What to work on: The word "derive" occurs in some of the lines below; copy each of those lines.

======== Information supplied

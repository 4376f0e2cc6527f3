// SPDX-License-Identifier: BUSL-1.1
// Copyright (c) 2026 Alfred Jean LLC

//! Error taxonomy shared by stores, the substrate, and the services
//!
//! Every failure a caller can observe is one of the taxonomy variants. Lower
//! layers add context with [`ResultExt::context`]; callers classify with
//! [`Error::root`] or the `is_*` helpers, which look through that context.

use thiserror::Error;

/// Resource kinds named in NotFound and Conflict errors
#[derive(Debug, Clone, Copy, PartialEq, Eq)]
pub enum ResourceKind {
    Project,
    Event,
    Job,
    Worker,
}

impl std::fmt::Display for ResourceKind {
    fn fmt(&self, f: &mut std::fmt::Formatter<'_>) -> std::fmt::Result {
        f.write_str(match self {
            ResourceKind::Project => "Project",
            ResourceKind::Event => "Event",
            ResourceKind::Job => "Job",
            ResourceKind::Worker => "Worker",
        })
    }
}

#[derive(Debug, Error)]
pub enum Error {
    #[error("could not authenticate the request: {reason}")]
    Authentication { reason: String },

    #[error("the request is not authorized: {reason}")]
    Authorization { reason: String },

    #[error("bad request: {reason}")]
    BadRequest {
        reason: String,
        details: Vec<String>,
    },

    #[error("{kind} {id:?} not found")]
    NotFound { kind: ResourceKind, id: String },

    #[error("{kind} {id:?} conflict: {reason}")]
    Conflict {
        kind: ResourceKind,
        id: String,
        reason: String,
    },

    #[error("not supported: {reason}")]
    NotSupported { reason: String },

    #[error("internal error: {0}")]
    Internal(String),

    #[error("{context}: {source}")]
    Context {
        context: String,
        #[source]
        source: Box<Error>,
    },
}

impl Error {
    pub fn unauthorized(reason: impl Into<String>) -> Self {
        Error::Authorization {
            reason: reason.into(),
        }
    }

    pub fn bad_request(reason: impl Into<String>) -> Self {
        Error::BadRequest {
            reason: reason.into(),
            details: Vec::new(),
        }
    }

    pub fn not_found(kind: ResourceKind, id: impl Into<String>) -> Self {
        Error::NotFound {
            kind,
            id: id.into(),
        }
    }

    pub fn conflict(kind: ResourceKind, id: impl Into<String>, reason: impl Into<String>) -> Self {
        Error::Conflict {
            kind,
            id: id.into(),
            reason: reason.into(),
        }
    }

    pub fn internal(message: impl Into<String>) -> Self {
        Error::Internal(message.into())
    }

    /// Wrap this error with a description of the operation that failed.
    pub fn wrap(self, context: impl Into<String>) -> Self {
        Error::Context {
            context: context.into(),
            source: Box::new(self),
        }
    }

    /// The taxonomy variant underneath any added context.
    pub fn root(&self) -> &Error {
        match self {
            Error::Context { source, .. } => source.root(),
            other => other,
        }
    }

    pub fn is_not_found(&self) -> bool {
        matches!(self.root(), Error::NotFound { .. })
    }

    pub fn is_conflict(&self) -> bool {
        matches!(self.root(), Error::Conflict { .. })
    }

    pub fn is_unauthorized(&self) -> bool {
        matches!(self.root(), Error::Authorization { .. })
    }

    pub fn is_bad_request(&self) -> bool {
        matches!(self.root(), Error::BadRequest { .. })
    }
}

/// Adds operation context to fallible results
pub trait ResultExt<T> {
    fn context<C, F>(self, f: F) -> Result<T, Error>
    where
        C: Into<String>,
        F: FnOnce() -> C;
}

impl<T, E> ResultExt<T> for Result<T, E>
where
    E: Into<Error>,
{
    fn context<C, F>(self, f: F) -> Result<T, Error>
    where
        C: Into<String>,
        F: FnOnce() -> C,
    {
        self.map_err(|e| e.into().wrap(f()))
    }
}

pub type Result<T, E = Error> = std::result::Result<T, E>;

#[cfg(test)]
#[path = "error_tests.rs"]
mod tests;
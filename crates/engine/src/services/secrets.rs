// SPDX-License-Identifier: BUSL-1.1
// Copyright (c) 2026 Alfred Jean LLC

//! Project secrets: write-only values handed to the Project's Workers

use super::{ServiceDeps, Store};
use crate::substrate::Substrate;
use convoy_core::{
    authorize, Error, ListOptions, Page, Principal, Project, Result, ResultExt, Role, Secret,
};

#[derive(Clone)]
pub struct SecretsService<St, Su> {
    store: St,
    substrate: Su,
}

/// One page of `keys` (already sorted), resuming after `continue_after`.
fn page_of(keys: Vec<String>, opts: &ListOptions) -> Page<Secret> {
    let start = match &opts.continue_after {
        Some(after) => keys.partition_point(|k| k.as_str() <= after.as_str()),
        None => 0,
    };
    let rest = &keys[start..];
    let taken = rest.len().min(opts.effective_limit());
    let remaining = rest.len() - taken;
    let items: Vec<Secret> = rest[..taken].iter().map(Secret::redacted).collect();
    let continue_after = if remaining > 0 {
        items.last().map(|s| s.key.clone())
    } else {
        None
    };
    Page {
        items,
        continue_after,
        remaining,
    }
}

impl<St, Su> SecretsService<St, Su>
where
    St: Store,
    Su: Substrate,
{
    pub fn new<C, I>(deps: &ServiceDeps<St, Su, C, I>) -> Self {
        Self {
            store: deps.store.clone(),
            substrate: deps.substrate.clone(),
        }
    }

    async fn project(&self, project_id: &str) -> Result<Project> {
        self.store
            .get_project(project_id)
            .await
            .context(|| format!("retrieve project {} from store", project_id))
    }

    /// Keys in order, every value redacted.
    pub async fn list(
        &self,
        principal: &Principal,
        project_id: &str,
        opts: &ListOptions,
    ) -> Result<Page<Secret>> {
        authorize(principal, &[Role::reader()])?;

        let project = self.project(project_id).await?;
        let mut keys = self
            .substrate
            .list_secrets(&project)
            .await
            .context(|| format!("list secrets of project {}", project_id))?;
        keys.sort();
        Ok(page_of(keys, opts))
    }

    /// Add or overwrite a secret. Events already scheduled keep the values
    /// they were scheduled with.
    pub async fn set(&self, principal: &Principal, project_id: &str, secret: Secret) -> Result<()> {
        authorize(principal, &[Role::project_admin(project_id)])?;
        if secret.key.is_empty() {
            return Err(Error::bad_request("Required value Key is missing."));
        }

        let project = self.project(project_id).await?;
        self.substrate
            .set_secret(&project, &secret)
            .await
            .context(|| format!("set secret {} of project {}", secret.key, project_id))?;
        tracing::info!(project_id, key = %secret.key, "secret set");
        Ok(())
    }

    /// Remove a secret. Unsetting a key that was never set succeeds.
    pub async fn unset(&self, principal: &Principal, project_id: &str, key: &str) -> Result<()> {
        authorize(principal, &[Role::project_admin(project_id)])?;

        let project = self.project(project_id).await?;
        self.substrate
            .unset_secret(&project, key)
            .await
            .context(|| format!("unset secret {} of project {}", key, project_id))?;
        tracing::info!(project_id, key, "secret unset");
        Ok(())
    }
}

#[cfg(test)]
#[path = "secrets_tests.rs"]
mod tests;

================

Answer box:
#[derive(Debug, Clone, Copy, PartialEq, Eq)]
#[derive(Debug, Error)]
#[derive(Clone)]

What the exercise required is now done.